What needs to be done: Retype verbatim the lines of the listing, from the very first through the line with "record.engine_version == ENGINE_VERSION));".
[Start of section]
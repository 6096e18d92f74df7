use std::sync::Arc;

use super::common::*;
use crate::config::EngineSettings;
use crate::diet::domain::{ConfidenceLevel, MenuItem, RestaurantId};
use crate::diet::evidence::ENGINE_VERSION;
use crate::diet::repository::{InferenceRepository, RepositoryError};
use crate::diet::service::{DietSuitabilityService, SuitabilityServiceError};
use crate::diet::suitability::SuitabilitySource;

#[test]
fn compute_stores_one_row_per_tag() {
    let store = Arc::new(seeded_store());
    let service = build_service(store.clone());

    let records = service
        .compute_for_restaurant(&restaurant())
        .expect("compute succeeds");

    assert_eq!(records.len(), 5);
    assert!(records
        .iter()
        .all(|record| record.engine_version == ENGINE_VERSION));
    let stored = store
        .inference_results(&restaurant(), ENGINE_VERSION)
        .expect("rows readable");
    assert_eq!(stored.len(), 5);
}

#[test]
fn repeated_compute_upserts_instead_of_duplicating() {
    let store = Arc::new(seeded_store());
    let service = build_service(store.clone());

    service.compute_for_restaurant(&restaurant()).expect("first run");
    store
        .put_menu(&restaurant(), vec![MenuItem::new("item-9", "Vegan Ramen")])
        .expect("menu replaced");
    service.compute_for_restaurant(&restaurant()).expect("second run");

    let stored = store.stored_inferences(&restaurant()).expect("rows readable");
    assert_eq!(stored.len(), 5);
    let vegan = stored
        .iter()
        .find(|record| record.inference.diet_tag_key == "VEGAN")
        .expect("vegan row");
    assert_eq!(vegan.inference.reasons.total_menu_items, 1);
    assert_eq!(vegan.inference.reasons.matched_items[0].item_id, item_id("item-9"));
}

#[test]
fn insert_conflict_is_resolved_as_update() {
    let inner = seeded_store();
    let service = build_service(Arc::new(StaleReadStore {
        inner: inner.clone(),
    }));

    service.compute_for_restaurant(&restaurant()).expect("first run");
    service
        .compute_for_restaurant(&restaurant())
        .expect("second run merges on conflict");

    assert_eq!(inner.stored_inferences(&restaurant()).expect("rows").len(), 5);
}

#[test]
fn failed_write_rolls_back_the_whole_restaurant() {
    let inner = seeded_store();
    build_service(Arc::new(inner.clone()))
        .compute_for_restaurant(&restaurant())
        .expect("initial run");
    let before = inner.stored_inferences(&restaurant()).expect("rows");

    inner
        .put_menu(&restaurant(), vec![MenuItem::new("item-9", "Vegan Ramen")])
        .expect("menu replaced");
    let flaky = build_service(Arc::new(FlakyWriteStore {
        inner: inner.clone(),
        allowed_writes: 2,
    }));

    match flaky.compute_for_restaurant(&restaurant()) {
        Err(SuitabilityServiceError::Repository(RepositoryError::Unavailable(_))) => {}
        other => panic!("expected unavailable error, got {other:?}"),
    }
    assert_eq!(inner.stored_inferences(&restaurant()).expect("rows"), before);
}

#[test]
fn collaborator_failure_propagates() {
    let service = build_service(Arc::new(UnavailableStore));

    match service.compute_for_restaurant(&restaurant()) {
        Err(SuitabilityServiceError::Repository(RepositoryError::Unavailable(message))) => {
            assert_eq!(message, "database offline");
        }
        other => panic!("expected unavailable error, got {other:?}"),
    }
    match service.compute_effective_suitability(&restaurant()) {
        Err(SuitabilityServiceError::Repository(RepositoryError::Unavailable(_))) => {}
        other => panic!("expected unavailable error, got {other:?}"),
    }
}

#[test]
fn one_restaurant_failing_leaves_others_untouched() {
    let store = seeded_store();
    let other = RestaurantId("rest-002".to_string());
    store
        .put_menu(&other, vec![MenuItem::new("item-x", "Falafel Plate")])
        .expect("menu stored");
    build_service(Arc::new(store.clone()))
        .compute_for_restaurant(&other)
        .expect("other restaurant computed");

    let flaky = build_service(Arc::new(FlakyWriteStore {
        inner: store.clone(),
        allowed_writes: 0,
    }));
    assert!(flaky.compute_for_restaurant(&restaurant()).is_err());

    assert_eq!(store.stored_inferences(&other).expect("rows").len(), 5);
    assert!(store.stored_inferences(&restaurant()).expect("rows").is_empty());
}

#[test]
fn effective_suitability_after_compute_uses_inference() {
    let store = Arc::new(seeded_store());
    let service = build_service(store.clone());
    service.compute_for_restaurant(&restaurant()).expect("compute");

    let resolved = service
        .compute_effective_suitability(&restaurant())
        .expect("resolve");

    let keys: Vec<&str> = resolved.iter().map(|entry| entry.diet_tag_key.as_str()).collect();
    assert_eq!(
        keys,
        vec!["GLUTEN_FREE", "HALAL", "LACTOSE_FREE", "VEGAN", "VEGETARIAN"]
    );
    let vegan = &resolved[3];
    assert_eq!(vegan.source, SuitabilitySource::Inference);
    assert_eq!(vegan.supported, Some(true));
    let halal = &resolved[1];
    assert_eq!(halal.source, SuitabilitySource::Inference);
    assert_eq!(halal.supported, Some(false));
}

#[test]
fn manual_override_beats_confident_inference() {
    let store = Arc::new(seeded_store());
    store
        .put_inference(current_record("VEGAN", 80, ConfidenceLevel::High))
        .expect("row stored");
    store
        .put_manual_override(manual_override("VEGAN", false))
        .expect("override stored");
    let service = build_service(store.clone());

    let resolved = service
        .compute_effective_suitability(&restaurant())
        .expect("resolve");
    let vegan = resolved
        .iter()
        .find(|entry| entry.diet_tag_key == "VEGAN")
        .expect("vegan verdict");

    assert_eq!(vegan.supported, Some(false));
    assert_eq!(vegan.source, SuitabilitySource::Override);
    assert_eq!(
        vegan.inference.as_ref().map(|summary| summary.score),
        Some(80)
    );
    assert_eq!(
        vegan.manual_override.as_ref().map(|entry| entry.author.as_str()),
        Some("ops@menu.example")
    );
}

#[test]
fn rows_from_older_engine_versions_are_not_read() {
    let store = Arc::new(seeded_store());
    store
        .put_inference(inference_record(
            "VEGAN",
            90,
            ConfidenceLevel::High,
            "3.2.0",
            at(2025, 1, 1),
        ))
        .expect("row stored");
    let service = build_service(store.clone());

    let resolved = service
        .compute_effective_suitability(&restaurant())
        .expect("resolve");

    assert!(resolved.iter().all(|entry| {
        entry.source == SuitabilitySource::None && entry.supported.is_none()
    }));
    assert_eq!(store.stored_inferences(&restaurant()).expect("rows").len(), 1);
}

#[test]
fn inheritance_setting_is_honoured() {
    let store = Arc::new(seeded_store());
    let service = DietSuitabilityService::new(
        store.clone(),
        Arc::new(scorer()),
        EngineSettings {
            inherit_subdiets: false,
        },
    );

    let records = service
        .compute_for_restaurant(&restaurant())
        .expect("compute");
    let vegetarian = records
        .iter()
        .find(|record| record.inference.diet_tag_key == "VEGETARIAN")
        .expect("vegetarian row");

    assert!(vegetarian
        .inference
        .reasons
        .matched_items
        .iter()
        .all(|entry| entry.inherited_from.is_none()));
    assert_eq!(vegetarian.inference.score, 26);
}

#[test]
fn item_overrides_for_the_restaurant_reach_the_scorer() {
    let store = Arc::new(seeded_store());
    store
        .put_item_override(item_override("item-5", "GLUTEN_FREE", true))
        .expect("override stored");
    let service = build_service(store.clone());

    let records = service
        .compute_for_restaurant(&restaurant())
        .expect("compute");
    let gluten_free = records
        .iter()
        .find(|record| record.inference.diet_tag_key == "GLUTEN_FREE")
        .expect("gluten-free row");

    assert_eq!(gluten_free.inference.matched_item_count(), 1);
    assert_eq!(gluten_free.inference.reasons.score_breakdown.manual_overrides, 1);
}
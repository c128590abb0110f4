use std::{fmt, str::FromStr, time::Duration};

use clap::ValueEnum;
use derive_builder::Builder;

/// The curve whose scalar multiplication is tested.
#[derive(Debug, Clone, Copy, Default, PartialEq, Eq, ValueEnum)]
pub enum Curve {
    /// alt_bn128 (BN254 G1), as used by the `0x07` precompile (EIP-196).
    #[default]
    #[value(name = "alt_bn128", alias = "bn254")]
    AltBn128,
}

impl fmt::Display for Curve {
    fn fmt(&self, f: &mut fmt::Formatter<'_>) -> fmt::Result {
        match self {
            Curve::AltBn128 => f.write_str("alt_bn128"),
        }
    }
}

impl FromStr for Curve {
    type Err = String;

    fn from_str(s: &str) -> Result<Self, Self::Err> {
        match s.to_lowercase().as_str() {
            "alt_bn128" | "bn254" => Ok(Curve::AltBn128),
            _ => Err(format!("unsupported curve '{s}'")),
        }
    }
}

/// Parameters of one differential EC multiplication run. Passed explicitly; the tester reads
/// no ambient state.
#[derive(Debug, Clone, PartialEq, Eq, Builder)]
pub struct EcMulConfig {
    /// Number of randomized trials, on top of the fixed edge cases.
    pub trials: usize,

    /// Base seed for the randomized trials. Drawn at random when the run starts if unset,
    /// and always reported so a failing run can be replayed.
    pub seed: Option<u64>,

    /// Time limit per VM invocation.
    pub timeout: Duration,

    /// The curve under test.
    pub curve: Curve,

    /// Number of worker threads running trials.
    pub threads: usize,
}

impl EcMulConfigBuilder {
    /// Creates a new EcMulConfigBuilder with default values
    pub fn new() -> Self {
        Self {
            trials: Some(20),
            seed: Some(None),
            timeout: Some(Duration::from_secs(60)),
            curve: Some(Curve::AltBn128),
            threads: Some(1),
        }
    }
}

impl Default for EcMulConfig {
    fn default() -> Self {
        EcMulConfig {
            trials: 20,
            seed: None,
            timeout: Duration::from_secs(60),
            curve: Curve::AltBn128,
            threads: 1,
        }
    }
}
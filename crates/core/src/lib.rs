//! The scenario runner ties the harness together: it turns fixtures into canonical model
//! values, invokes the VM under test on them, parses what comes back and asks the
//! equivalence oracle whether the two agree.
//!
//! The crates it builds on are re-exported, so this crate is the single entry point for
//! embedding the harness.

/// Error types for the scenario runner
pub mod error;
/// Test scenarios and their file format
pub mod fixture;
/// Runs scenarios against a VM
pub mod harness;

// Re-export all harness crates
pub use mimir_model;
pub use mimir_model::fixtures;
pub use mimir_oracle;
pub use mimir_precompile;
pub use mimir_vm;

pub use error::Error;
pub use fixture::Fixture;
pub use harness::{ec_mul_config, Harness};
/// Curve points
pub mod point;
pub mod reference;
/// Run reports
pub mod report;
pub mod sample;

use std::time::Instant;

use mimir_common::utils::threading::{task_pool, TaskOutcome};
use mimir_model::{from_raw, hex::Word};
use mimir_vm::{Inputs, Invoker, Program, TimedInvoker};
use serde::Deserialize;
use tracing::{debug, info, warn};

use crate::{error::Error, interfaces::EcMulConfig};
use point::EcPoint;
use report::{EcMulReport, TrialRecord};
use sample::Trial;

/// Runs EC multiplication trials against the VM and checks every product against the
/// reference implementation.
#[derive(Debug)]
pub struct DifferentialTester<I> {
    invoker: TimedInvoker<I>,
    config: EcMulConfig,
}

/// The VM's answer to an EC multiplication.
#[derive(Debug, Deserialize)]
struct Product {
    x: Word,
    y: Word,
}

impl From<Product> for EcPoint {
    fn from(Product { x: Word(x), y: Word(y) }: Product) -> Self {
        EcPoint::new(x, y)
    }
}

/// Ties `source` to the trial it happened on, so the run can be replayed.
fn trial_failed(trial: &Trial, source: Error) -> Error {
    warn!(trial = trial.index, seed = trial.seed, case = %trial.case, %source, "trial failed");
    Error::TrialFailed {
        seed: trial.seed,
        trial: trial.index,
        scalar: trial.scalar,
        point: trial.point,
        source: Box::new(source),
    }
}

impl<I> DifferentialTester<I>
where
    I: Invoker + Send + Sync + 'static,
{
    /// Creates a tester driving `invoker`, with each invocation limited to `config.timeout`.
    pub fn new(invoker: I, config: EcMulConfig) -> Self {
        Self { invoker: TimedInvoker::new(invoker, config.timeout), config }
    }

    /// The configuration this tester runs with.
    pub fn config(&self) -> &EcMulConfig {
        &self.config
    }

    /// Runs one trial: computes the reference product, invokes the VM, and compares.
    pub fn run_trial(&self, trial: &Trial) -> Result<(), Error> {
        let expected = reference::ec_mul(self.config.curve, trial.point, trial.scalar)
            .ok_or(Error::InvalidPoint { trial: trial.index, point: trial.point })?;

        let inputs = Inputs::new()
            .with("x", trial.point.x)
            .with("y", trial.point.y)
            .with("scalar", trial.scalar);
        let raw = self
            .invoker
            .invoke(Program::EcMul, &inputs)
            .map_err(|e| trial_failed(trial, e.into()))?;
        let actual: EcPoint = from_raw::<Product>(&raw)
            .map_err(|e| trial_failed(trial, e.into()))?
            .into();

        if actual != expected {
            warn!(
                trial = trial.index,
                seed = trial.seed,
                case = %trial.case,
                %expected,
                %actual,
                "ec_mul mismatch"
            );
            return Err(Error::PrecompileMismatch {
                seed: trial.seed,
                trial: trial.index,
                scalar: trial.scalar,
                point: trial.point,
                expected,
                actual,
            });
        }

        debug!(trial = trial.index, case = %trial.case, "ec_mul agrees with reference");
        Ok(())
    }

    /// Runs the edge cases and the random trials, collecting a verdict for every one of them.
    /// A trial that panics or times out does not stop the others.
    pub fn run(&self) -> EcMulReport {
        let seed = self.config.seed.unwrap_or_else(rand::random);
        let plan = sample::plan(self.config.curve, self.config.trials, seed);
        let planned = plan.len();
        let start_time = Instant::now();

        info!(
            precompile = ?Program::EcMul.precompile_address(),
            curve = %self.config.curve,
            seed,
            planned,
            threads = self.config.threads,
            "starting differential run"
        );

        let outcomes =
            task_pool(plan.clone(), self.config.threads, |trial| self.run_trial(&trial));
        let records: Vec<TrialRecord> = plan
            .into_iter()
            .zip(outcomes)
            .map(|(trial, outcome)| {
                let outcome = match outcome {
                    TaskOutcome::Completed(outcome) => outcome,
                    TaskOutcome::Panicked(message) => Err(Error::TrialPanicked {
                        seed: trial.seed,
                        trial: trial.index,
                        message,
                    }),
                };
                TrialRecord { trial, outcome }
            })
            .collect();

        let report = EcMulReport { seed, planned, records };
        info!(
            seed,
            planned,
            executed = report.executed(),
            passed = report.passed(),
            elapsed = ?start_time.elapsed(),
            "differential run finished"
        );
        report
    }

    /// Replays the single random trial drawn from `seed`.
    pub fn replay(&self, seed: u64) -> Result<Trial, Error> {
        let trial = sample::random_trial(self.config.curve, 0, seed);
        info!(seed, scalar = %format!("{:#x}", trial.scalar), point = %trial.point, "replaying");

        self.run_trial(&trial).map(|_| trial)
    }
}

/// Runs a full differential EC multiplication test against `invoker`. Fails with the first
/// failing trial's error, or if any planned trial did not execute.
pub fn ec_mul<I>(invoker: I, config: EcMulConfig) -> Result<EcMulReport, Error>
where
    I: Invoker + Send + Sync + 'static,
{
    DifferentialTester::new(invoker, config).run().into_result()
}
[End of section]
Response below:
repository 6096e18d92f74df7
use std::sync::Arc;

use super::common::*;
use crate::config::EngineSettings;
use crate::diet::domain::{ConfidenceLevel, MenuItem, RestaurantId};
use crate::diet::evidence::ENGINE_VERSION;
use crate::diet::repository::{InferenceRepository, RepositoryError};
use crate::diet::service::{DietSuitabilityService, SuitabilityServiceError};
use crate::diet::suitability::SuitabilitySource;

#[test]
fn compute_stores_one_row_per_tag() {
    let store = Arc::new(seeded_store());
    let service = build_service(store.clone());

    let records = service
        .compute_for_restaurant(&restaurant())
        .expect("compute succeeds");

    assert_eq!(records.len(), 5);
    assert!(records
        .iter()
        .all(|record| record.engine_version == ENGINE_VERSION));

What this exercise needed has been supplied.